Americans’ knowledge of Internet security is scattered with misconceptions and fallacies that expose PC users to a slew of online threats, according to G Data Security.

The report found that Americans are dangerously out-of-touch with the sophistication of today’s threat landscape.

When asked if they are more wary of being exposed to malware on porn sites or horseback riding sites, more than 40% of Americans said porn sites. However, in reality, hobby and amateur sites are far easier to attack than adult sites.

Hobby sites are also much slower in removing malware – and with visitors not being careful on these sites – they pose a greater infection risk than adult sites, where visitors expect danger.

When it comes to how malware impacts computers, consumer expectations overwhelmingly haven’t kept pace with today’s stealthy threats. Nearly all Americans reported that contaminated computers would show signs of infection through slowdowns, crashes, or pop-ups.

Yet, today’s malware is operated by professionals looking to surreptitiously steal sensitive information, without risking detection.

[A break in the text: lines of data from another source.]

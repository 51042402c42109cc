use std::sync::atomic::{AtomicUsize, Ordering};
use std::sync::Arc;

use axum::{
    body::Body,
    http::{header, Request, StatusCode},
    Router,
};
use serde_json::{json, Value};
use tower::ServiceExt;

use crate::auth::{issue_token, Claims};
use crate::engine::{
    CollectionConfig, ContentEngine, CreateArgs, EngineError, Endpoint, EndpointRequest, EndpointResponse,
    MemoryEngine,
};
use crate::router::app;
use crate::state::{AdapterSettings, AppState};
use crate::types::{document_id, AuthenticatedUser, RequestContext};

pub const TEST_SECRET: &str = "test-secret";
pub const ADMIN_EMAIL: &str = "admin@example.com";
pub const ADMIN_PASSWORD: &str = "correct-horse";

/// Router over a seeded memory engine with a few custom endpoints
pub struct TestApp {
    pub router: Router,
    pub engine: Arc<MemoryEngine>,
    pub admin_id: String,
    prefix: String,
    special_calls: Arc<AtomicUsize>,
}

impl TestApp {
    pub async fn new() -> Self {
        Self::with_settings(AdapterSettings::default()).await
    }

    pub async fn with_settings(settings: AdapterSettings) -> Self {
        let special_calls = Arc::new(AtomicUsize::new(0));
        let engine = Arc::new(test_engine(special_calls.clone()));

        let admin = engine
            .seed_user("users", ADMIN_EMAIL, ADMIN_PASSWORD, json!({ "name": "Admin" }))
            .await
            .expect("failed to seed admin");
        let admin_id = document_id(&admin).expect("seeded admin has an id");

        let prefix = settings.prefix.clone();
        let state = AppState::new(engine.clone() as Arc<dyn ContentEngine>, settings);

        Self {
            router: app(state),
            engine,
            admin_id,
            prefix,
            special_calls,
        }
    }

    /// Log the admin in through the router and return the token
    pub async fn login(&self) -> String {
        self.login_at(&format!("{}/users/login", self.prefix)).await
    }

    pub async fn login_at(&self, path: &str) -> String {
        let request = Request::builder()
            .method("POST")
            .uri(path)
            .header(header::CONTENT_TYPE, "application/json")
            .body(Body::from(
                json!({ "email": ADMIN_EMAIL, "password": ADMIN_PASSWORD }).to_string(),
            ))
            .unwrap();

        let response = self.router.clone().oneshot(request).await.unwrap();
        assert_eq!(response.status(), StatusCode::OK, "login failed");

        let bytes = axum::body::to_bytes(response.into_body(), usize::MAX).await.unwrap();
        let body: Value = serde_json::from_slice(&bytes).unwrap();
        body["token"].as_str().expect("login returns a token").to_string()
    }

    /// Insert posts directly through the engine as the admin
    pub async fn seed_posts(&self, titles: &[&str]) {
        let admin = json!({ "id": self.admin_id, "email": ADMIN_EMAIL });
        let req = RequestContext::new(Some(AuthenticatedUser::new("users", admin)), Default::default());

        for title in titles {
            self.engine
                .create(CreateArgs {
                    collection: "posts".to_string(),
                    data: json!({ "title": title }),
                    req: req.clone(),
                })
                .await
                .expect("failed to seed post");
        }
    }

    /// How many times GET /special ran
    pub fn special_calls(&self) -> usize {
        self.special_calls.load(Ordering::SeqCst)
    }
}

fn test_engine(special_calls: Arc<AtomicUsize>) -> MemoryEngine {
    MemoryEngine::new(TEST_SECRET)
        .with_collection(CollectionConfig::auth("users"))
        .with_collection(CollectionConfig::new("posts").required("title"))
        .with_endpoint(Endpoint::new("/special", "GET", move |req: EndpointRequest| {
            let calls = special_calls.clone();
            async move {
                calls.fetch_add(1, Ordering::SeqCst);
                Ok::<_, EngineError>(EndpointResponse::with_json(
                    StatusCode::OK,
                    &json!({ "special": true, "query": req.query }),
                ))
            }
        }))
        .with_endpoint(Endpoint::new("/whoami", "get", |req: EndpointRequest| async move {
            let email = req
                .user
                .as_ref()
                .and_then(|u| u.doc.get("email").cloned())
                .unwrap_or(Value::Null);
            Ok::<_, EngineError>(EndpointResponse::with_json(StatusCode::OK, &json!({ "email": email })))
        }))
        .with_endpoint(Endpoint::new("/go", "GET", |_req: EndpointRequest| async {
            EndpointResponse::redirect(StatusCode::FOUND, "/api/special")
        }))
}

/// Valid token for a user id in the `users` collection
pub fn token_for(id: &str) -> String {
    token_signed_with(TEST_SECRET, id)
}

pub fn token_signed_with(secret: &str, id: &str) -> String {
    issue_token(secret, &Claims::new(id, "users", 1).unwrap()).unwrap()
}

pub fn expired_token(id: &str) -> String {
    let mut claims = Claims::new(id, "users", 1).unwrap();
    claims.exp = chrono::Utc::now().timestamp() - 3600;
    issue_token(TEST_SECRET, &claims).unwrap()
}
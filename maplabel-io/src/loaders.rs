use std::collections::HashMap;
use std::io::Read;

use maplabel_core::{Category, PlaceError, PlaceableHeader, Placeable};
use maplabel_geo::{FontSet, MeasuredFont, WebMercator};

fn validate_coordinates(lat: f64, lon: f64) -> Result<(), PlaceError> {
    if !(-90.0..=90.0).contains(&lat) || !(-180.0..=180.0).contains(&lon) {
        Err(PlaceError::InvalidInput(format!(
            "latitude/longitude out of range: {lat}, {lon}"
        )))
    } else {
        Ok(())
    }
}

/// Load `Countries.csv` rows eligible at `zoom`. A malformed or
/// out-of-range row is logged and skipped; it does not abort the load
/// (the original tool never aborted a whole run for one bad row).
pub fn load_countries<R: Read>(
    reader: R,
    zoom: u8,
    font: &MeasuredFont,
    projection: &WebMercator,
    next_id: &mut u64,
) -> Vec<Placeable> {
    let mut rdr = csv::Reader::from_reader(reader);
    let mut out = Vec::new();

    for result in rdr.deserialize::<crate::rows::CountryRow>() {
        let row = match result {
            Ok(row) => row,
            Err(err) => {
                log::warn!("skipping malformed country row: {err}");
                continue;
            }
        };
        if row.zoom > zoom {
            continue;
        }
        if let Err(err) = validate_coordinates(row.latitude, row.longitude) {
            log::warn!("skipping country {}: {err}", row.name);
            continue;
        }

        let (location, anchor) = projection.project(row.latitude, row.longitude, zoom);
        let abbr_size = font.measure(&row.abbreviation);
        let full_size = font.measure(&row.name);

        let id = *next_id;
        *next_id += 1;

        let header = PlaceableHeader {
            id,
            name: row.name.clone(),
            abbreviation: Some(row.abbreviation.clone()),
            population: Some(row.population),
            category: Category::Country,
            rank: row.zoom as i32 - 2, // biggest countries appear at z3, per spec
            zoom_threshold: row.zoom,
            anchor,
            location,
            buffer: 2.0,
        };

        out.push(Placeable::new_country(
            header,
            (abbr_size.0 as f64, abbr_size.1 as f64),
            (full_size.0 as f64, full_size.1 as f64),
        ));
    }

    out
}

/// Load one city input file's rows eligible at `zoom`, returning the
/// placeables plus the `id -> geonameid` pairs the emitter needs (the
/// core's `Placeable` has no notion of `geonameid`; it is purely an
/// output-side identifier).
pub fn load_cities<R: Read>(
    reader: R,
    zoom: u8,
    fonts: &FontSet,
    projection: &WebMercator,
    next_id: &mut u64,
) -> color_eyre::Result<(Vec<Placeable>, HashMap<u64, String>)> {
    let mut rdr = csv::ReaderBuilder::new()
        .delimiter(b'\t')
        .from_reader(reader);

    let mut out = Vec::new();
    let mut geonameids = HashMap::new();

    for result in rdr.deserialize::<crate::rows::CityRow>() {
        let row = match result {
            Ok(row) => row,
            Err(err) => {
                log::warn!("skipping malformed city row: {err}");
                continue;
            }
        };
        if row.zoom > zoom {
            continue;
        }
        if let Err(err) = validate_coordinates(row.latitude, row.longitude) {
            log::warn!("skipping city {}: {err}", row.name);
            continue;
        }

        let tier = FontSet::tier_for_population(row.population);
        let font = fonts.get(tier)?;

        let (location, anchor) = projection.project(row.latitude, row.longitude, zoom);
        let label_size = font.measure(&row.name);

        let id = *next_id;
        *next_id += 1;

        let header = PlaceableHeader {
            id,
            name: row.name.clone(),
            abbreviation: None,
            population: row.population,
            category: Category::City,
            rank: row.zoom as i32 - 3, // biggest cities appear at z4, per spec
            zoom_threshold: row.zoom,
            anchor,
            location,
            buffer: 2.0,
        };

        let size = (label_size.0 as f64, label_size.1 as f64);
        let placeable = if zoom >= 9 {
            Placeable::new_high_zoom_city(header, size)
        } else {
            Placeable::new_city(header, size)
        };

        geonameids.insert(id, row.geonameid.clone());
        out.push(placeable);
    }

    Ok((out, geonameids))
}

#[cfg(test)]
mod tests {
    use super::*;

    // Row filtering happens before any font is touched, so these loader
    // tests exercise the CSV/TSV parsing and zoom gate directly; glyph
    // metrics are covered in `maplabel_geo::fonts`'s own tests.

    #[test]
    fn rows_above_the_zoom_threshold_are_skipped() {
        let csv = "name,abbreviation,zoom,land area km,population,latitude,longitude\n\
                    Poland,PL,3,312696,37950000,52.0,19.0\n\
                    Monaco,MC,9,2,38000,43.73,7.42\n";
        let mut rdr = csv::Reader::from_reader(csv.as_bytes());
        let rows: Vec<crate::rows::CountryRow> =
            rdr.deserialize().map(|r| r.unwrap()).collect();
        let eligible: Vec<_> = rows.into_iter().filter(|r| r.zoom <= 5).collect();
        assert_eq!(eligible.len(), 1);
        assert_eq!(eligible[0].name, "Poland");
    }

    #[test]
    fn out_of_range_coordinates_are_rejected() {
        assert!(validate_coordinates(52.0, 19.0).is_ok());
        assert!(validate_coordinates(200.0, 19.0).is_err());
        assert!(validate_coordinates(52.0, -200.0).is_err());
    }
}
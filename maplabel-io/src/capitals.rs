use std::collections::HashSet;
use std::io::{BufRead, BufReader, Read};

use color_eyre::eyre::Result;

/// A flat file of one geonameid per line, the capitals membership set
/// from `original_source`'s `Capitals.txt`.
pub fn load_capitals<R: Read>(reader: R) -> Result<HashSet<String>> {
    let mut capitals = HashSet::new();
    for line in BufReader::new(reader).lines() {
        let line = line?;
        let trimmed = line.trim();
        if !trimmed.is_empty() {
            capitals.insert(trimmed.to_owned());
        }
    }
    Ok(capitals)
}

#[cfg(test)]
mod tests {
    use super::*;

    #[test]
    fn blank_lines_are_ignored() {
        let data = "123\n\n456\n  \n789\n";
        let capitals = load_capitals(data.as_bytes()).unwrap();
        assert_eq!(capitals.len(), 3);
        assert!(capitals.contains("456"));
    }
}
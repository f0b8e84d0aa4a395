use glam::DVec2;
use rand::Rng;
use std::f64::consts::FRAC_1_SQRT_2;

use crate::geometry::{GeoPoint, Rect};

/// A point-marker circle's radius, shared by City and the 13 compass
/// offsets below.
const MARKER_RADIUS: f64 = 4.0;

/// `category` tag from the data model: drives both emitted `place` and
/// the resolver's sort key.
#[derive(Debug, Clone, Copy, PartialEq, Eq, PartialOrd, Ord)]
pub enum Category {
    Country,
    City,
}

/// One of the 13 discrete label positions available to a low-zoom City.
/// Order matches the spec's enumeration and doubles as the uniform
/// choice set in `move()`.
#[derive(Debug, Clone, Copy, PartialEq, Eq)]
pub enum CompassTag {
    NE,
    ENE,
    ESE,
    SE,
    SSE,
    S,
    SW,
    WSW,
    WNW,
    NW,
    NNW,
    N,
    NNE,
}

pub const ALL_TAGS: [CompassTag; 13] = [
    CompassTag::NE,
    CompassTag::ENE,
    CompassTag::ESE,
    CompassTag::SE,
    CompassTag::SSE,
    CompassTag::S,
    CompassTag::SW,
    CompassTag::WSW,
    CompassTag::WNW,
    CompassTag::NW,
    CompassTag::NNW,
    CompassTag::N,
    CompassTag::NNE,
]; // slide 13 of http://www.cs.uu.nl/docs/vakken/gd/steven2.pdf

impl CompassTag {
    /// Cultural placement-preference cost; lower is better. Table is
    /// reproduced verbatim, including `S` outranking `N` in cost.
    pub fn placement_energy(self) -> f64 {
        match self {
            CompassTag::NE => 0.000,
            CompassTag::ENE => 0.070,
            CompassTag::ESE => 0.100,
            CompassTag::SE => 0.175,
            CompassTag::SSE => 0.200,
            CompassTag::S => 0.900,
            CompassTag::SW => 0.600,
            CompassTag::WSW => 0.500,
            CompassTag::WNW => 0.470,
            CompassTag::NW => 0.400,
            CompassTag::NNW => 0.575,
            CompassTag::N => 0.800,
            CompassTag::NNE => 0.150,
        }
    }

    /// Offset from the anchor to the label center for this tag, given
    /// the measured label size `(w, h)` and the marker radius `r`.
    fn offset(self, r: f64, w: f64, h: f64) -> DVec2 {
        let diag = r * FRAC_1_SQRT_2; // r*cos(45deg) == r*sin(45deg)
        match self {
            CompassTag::NE => DVec2::new(r + w / 2.0, -h / 2.0),
            CompassTag::SE => DVec2::new(r + w / 2.0, h / 2.0),
            CompassTag::NW => DVec2::new(-(r + w / 2.0), -h / 2.0),
            CompassTag::SW => DVec2::new(-(r + w / 2.0), h / 2.0),
            CompassTag::ENE => DVec2::new(r + w / 2.0, -h / 6.0),
            CompassTag::ESE => DVec2::new(r + w / 2.0, h / 6.0),
            CompassTag::WNW => DVec2::new(-(r + w / 2.0), -h / 6.0),
            CompassTag::WSW => DVec2::new(-(r + w / 2.0), h / 6.0),
            CompassTag::N => DVec2::new(0.0, -(r + h / 2.0)),
            CompassTag::S => DVec2::new(0.0, r + h / 2.0),
            CompassTag::NNE => DVec2::new(diag + w / 2.0, -(diag + h / 2.0)),
            CompassTag::NNW => DVec2::new(-(diag + w / 2.0), -(diag + h / 2.0)),
            CompassTag::SSE => DVec2::new(diag + w / 2.0, diag + h / 2.0),
        }
    }
}

/// Fields every placeable carries regardless of variant. Immutable after
/// construction; only the per-variant placement state (held in the
/// enclosing [`Placeable`] arm) is mutated by the annealer.
#[derive(Debug, Clone)]
pub struct PlaceableHeader {
    pub id: u64,
    pub name: String,
    pub abbreviation: Option<String>,
    pub population: Option<u64>,
    pub category: Category,
    pub rank: i32,
    pub zoom_threshold: u8,
    pub anchor: DVec2,
    pub location: GeoPoint,
    pub buffer: f64,
}

#[derive(Debug, Clone)]
pub struct CountryPlaceable {
    pub header: PlaceableHeader,
    abbr_size: (f64, f64),
    full_size: (f64, f64),
    use_abbreviation: bool,
    offset: DVec2,
}

#[derive(Debug, Clone)]
pub struct CityPlaceable {
    pub header: PlaceableHeader,
    label_size: (f64, f64),
    placement: CompassTag,
}

#[derive(Debug, Clone)]
pub struct HighZoomCityPlaceable {
    pub header: PlaceableHeader,
    label_size: (f64, f64),
    offset: DVec2,
}

/// The mutable placement state, snapshotted before a proposal so the
/// annealer can undo a rejected move without cloning the whole
/// placeable (see design notes on rollback).
#[derive(Debug, Clone, Copy)]
pub enum PlacementSnapshot {
    Country { use_abbreviation: bool, offset: DVec2 },
    City { placement: CompassTag },
    HighZoomCity { offset: DVec2 },
}

/// The polymorphic entity whose label position the annealer optimizes.
/// A tagged variant stands in for the class hierarchy of the original:
/// shared behavior lives in the `impl` below, variant-specific data in
/// each arm's struct.
#[derive(Debug, Clone)]
pub enum Placeable {
    Country(CountryPlaceable),
    City(CityPlaceable),
    HighZoomCity(HighZoomCityPlaceable),
}

impl Placeable {
    pub fn new_country(
        header: PlaceableHeader,
        abbr_size: (f64, f64),
        full_size: (f64, f64),
    ) -> Self {
        Placeable::Country(CountryPlaceable {
            header,
            abbr_size,
            full_size,
            use_abbreviation: false,
            offset: DVec2::ZERO,
        })
    }

    pub fn new_city(header: PlaceableHeader, label_size: (f64, f64)) -> Self {
        Placeable::City(CityPlaceable {
            header,
            label_size,
            placement: CompassTag::NE,
        })
    }

    pub fn new_high_zoom_city(header: PlaceableHeader, label_size: (f64, f64)) -> Self {
        Placeable::HighZoomCity(HighZoomCityPlaceable {
            header,
            label_size,
            offset: DVec2::ZERO,
        })
    }

    pub fn header(&self) -> &PlaceableHeader {
        match self {
            Placeable::Country(p) => &p.header,
            Placeable::City(p) => &p.header,
            Placeable::HighZoomCity(p) => &p.header,
        }
    }

    pub fn rank(&self) -> i32 {
        self.header().rank
    }

    pub fn zoom_threshold(&self) -> u8 {
        self.header().zoom_threshold
    }

    pub fn display_name(&self) -> &str {
        match self {
            Placeable::Country(p) if p.use_abbreviation => {
                p.header.abbreviation.as_deref().unwrap_or(&p.header.name)
            }
            _ => &self.header().name,
        }
    }

    /// Current label size `(w, h)` for whichever state is active.
    fn current_size(&self) -> (f64, f64) {
        match self {
            Placeable::Country(p) => {
                if p.use_abbreviation {
                    p.abbr_size
                } else {
                    p.full_size
                }
            }
            Placeable::City(p) => p.label_size,
            Placeable::HighZoomCity(p) => p.label_size,
        }
    }

    /// Current label AABB in pixel space.
    pub fn label_rect(&self) -> Rect {
        let anchor = self.header().anchor;
        match self {
            Placeable::Country(p) => {
                let (w, h) = self.current_size();
                Rect::from_center_size(anchor + p.offset, w, h)
            }
            Placeable::City(p) => {
                let (w, h) = p.label_size;
                let center = anchor + p.placement.offset(MARKER_RADIUS, w, h);
                Rect::from_center_size(center, w, h)
            }
            Placeable::HighZoomCity(p) => {
                let (w, h) = p.label_size;
                Rect::from_center_size(anchor + p.offset, w, h)
            }
        }
    }

    /// Collision footprint: the label rect inflated by `buffer`, unioned
    /// (City only) with the point-marker square.
    pub fn mask_rect(&self) -> Rect {
        let inflated = self.label_rect().inflate(self.header().buffer);
        match self {
            Placeable::City(p) => {
                let marker = Rect::from_center_size(
                    p.header.anchor,
                    2.0 * MARKER_RADIUS,
                    2.0 * MARKER_RADIUS,
                );
                inflated.union(&marker)
            }
            _ => inflated,
        }
    }

    /// Upper bound on this placeable's mask radius from its anchor, over
    /// every placement it could ever reach.
    fn max_mask_radius(&self) -> f64 {
        let buffer = self.header().buffer;
        match self {
            Placeable::Country(p) => {
                crate::geometry::hypot(p.full_size.0 + 2.0 * buffer, p.full_size.1 + 2.0 * buffer)
            }
            Placeable::City(p) => {
                let (w, h) = p.label_size;
                MARKER_RADIUS + crate::geometry::hypot(w + 2.0 * buffer, h + 2.0 * buffer)
            }
            Placeable::HighZoomCity(p) => {
                let (w, h) = p.label_size;
                crate::geometry::hypot(w + 2.0 * buffer, h + 2.0 * buffer)
            }
        }
    }

    /// True iff the two anchors are within the sum of their maximum
    /// possible mask radii. Symmetric by construction.
    pub fn in_range(&self, other: &Placeable) -> bool {
        let distance = crate::geometry::distance(self.header().anchor, other.header().anchor);
        distance <= self.max_mask_radius() + other.max_mask_radius()
    }

    /// True iff either mask intersects the other's current label rect.
    pub fn overlaps(&self, other: &Placeable) -> bool {
        self.mask_rect().intersects(&other.label_rect())
            || other.mask_rect().intersects(&self.label_rect())
    }

    pub fn placement_energy(&self) -> f64 {
        match self {
            Placeable::Country(p) => {
                let (w, _h) = self.current_size();
                let x = 2.0 * p.offset.x / w;
                let y = 2.0 * p.offset.y / w; // both divided by width, verbatim
                p.use_abbreviation as i32 as f64 + x * x + y * y
            }
            Placeable::City(p) => p.placement.placement_energy(),
            Placeable::HighZoomCity(p) => {
                let (w, _h) = p.label_size;
                let x = 2.0 * p.offset.x / w;
                let y = 2.0 * p.offset.y / w;
                x * x + y * y
            }
        }
    }

    pub fn overlap_energy(&self, other: &Placeable) -> f64 {
        if self.overlaps(other) {
            (10.0 / self.rank() as f64).min(10.0 / other.rank() as f64)
        } else {
            0.0
        }
    }

    pub fn snapshot(&self) -> PlacementSnapshot {
        match self {
            Placeable::Country(p) => PlacementSnapshot::Country {
                use_abbreviation: p.use_abbreviation,
                offset: p.offset,
            },
            Placeable::City(p) => PlacementSnapshot::City {
                placement: p.placement,
            },
            Placeable::HighZoomCity(p) => PlacementSnapshot::HighZoomCity { offset: p.offset },
        }
    }

    pub fn restore(&mut self, snapshot: PlacementSnapshot) {
        match (self, snapshot) {
            (
                Placeable::Country(p),
                PlacementSnapshot::Country {
                    use_abbreviation,
                    offset,
                },
            ) => {
                p.use_abbreviation = use_abbreviation;
                p.offset = offset;
            }
            (Placeable::City(p), PlacementSnapshot::City { placement }) => {
                p.placement = placement;
            }
            (Placeable::HighZoomCity(p), PlacementSnapshot::HighZoomCity { offset }) => {
                p.offset = offset;
            }
            _ => unreachable!("placement snapshot variant must match placeable variant"),
        }
    }

    /// Draw a new placement state at random, per the per-variant
    /// proposal rules. Leaves all derived fields (there are none stored;
    /// `label_rect`/`mask_rect` are computed on demand) consistent.
    pub fn do_move(&mut self, rng: &mut impl Rng) {
        match self {
            Placeable::Country(p) => {
                p.use_abbreviation = rng.gen_bool(0.5);
                let (w, h) = if p.use_abbreviation {
                    p.abbr_size
                } else {
                    p.full_size
                };
                p.offset = DVec2::new(
                    rng.gen_range(-w / 2.0..=w / 2.0),
                    rng.gen_range(-h / 2.0..=h / 2.0),
                );
            }
            Placeable::City(p) => {
                p.placement = ALL_TAGS[rng.gen_range(0..ALL_TAGS.len())];
            }
            Placeable::HighZoomCity(p) => {
                let (w, h) = p.label_size;
                p.offset = DVec2::new(
                    rng.gen_range(-w / 2.0..=w / 2.0),
                    rng.gen_range(-h / 2.0..=h / 2.0),
                );
            }
        }
    }
}
use serde::{Deserialize, Deserializer};

/// One row of `Countries.csv`: `name,abbreviation,zoom,land area
/// km,population,latitude,longitude`, `excel` dialect.
#[derive(Debug, Deserialize, Clone, PartialEq)]
pub struct CountryRow {
    pub name: String,
    pub abbreviation: String,
    pub zoom: u8,
    #[serde(rename = "land area km")]
    pub land_area_km: f64,
    pub population: u64,
    pub latitude: f64,
    pub longitude: f64,
}

/// One row of a city input file: `name,zoom,population,geonameid,
/// latitude,longitude`, `excel-tab` dialect, optionally gzip-compressed.
#[derive(Debug, Deserialize, Clone, PartialEq)]
pub struct CityRow {
    pub name: String,
    pub zoom: u8,
    #[serde(deserialize_with = "population_or_none")]
    pub population: Option<u64>,
    pub geonameid: String,
    pub latitude: f64,
    pub longitude: f64,
}

/// An unparseable population (including empty) means "unknown", not a
/// row-level error: the original loader caught exactly this `ValueError`
/// and fell back to the smallest font tier.
fn population_or_none<'de, D>(deserializer: D) -> Result<Option<u64>, D::Error>
where
    D: Deserializer<'de>,
{
    let raw = String::deserialize(deserializer)?;
    Ok(raw.trim().parse::<u64>().ok())
}

#[cfg(test)]
mod tests {
    use super::*;

    #[test]
    fn country_row_parses_from_csv() {
        let csv = "name,abbreviation,zoom,land area km,population,latitude,longitude\n\
                    Poland,PL,3,312696,37950000,52.0,19.0\n";
        let mut reader = csv::Reader::from_reader(csv.as_bytes());
        let row: CountryRow = reader.deserialize().next().unwrap().unwrap();
        assert_eq!(row.name, "Poland");
        assert_eq!(row.zoom, 3);
        assert_eq!(row.population, 37_950_000);
    }

    #[test]
    fn city_row_tolerates_missing_population() {
        let tsv = "name\tzoom\tpopulation\tgeonameid\tlatitude\tlongitude\n\
                    Nowhere\t5\t\t12345\t10.0\t10.0\n";
        let mut reader = csv::ReaderBuilder::new()
            .delimiter(b'\t')
            .from_reader(tsv.as_bytes());
        let row: CityRow = reader.deserialize().next().unwrap().unwrap();
        assert_eq!(row.population, None);
    }

    #[test]
    fn city_row_parses_population_when_present() {
        let tsv = "name\tzoom\tpopulation\tgeonameid\tlatitude\tlongitude\n\
                    Warsaw\t3\t1790658\t756135\t52.23\t21.01\n";
        let mut reader = csv::ReaderBuilder::new()
            .delimiter(b'\t')
            .from_reader(tsv.as_bytes());
        let row: CityRow = reader.deserialize().next().unwrap().unwrap();
        assert_eq!(row.population, Some(1_790_658));
    }
}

Notable findings, including:

  • 89% of Americans report using security software to protect their PCs, with 46% using paid software and 42.7% relying on free versions. The U.K. had the highest number of users with a security solution installed (94%), while Russia had the lowest (83%).
  • 54% of Americans believe that most malware is spread through email, but in today’s world the biggest threat is from malicious links – spread not only via email, but also instant message, social networks, and other social channels. And yet, more than half of Americans click on links in social networks. Only 49.4% do not click on any links on social networks.
  • No free antivirus product currently offers full-suite protection (including anti-spam, web filters, firewalls, etc), yet 82% of Americans believe that free software is as good as paid antivirus software.
  • Among those Americans who use antivirus software, nearly 60% believe they have a full-suite of protection – however, only 46% use paid software. Because only paid software has full-suite protection, many PC users wrongly believe they are fully-protected. There’s a domino effect at play here, for example, if these users spread links that they believe have been scanned, but their free antivirus solution doesn’t actually have that capability.
  • Nearly 53% of Americans wrongly believe that torrent and peer-to-peer sites are the largest source of malware, when as mentioned, malicious websites reign here.
  • Overall, Americans stack closely to other surveyed nations. Germans were the best informed about the threats lurking online, while Russian respondents believed the most security myths.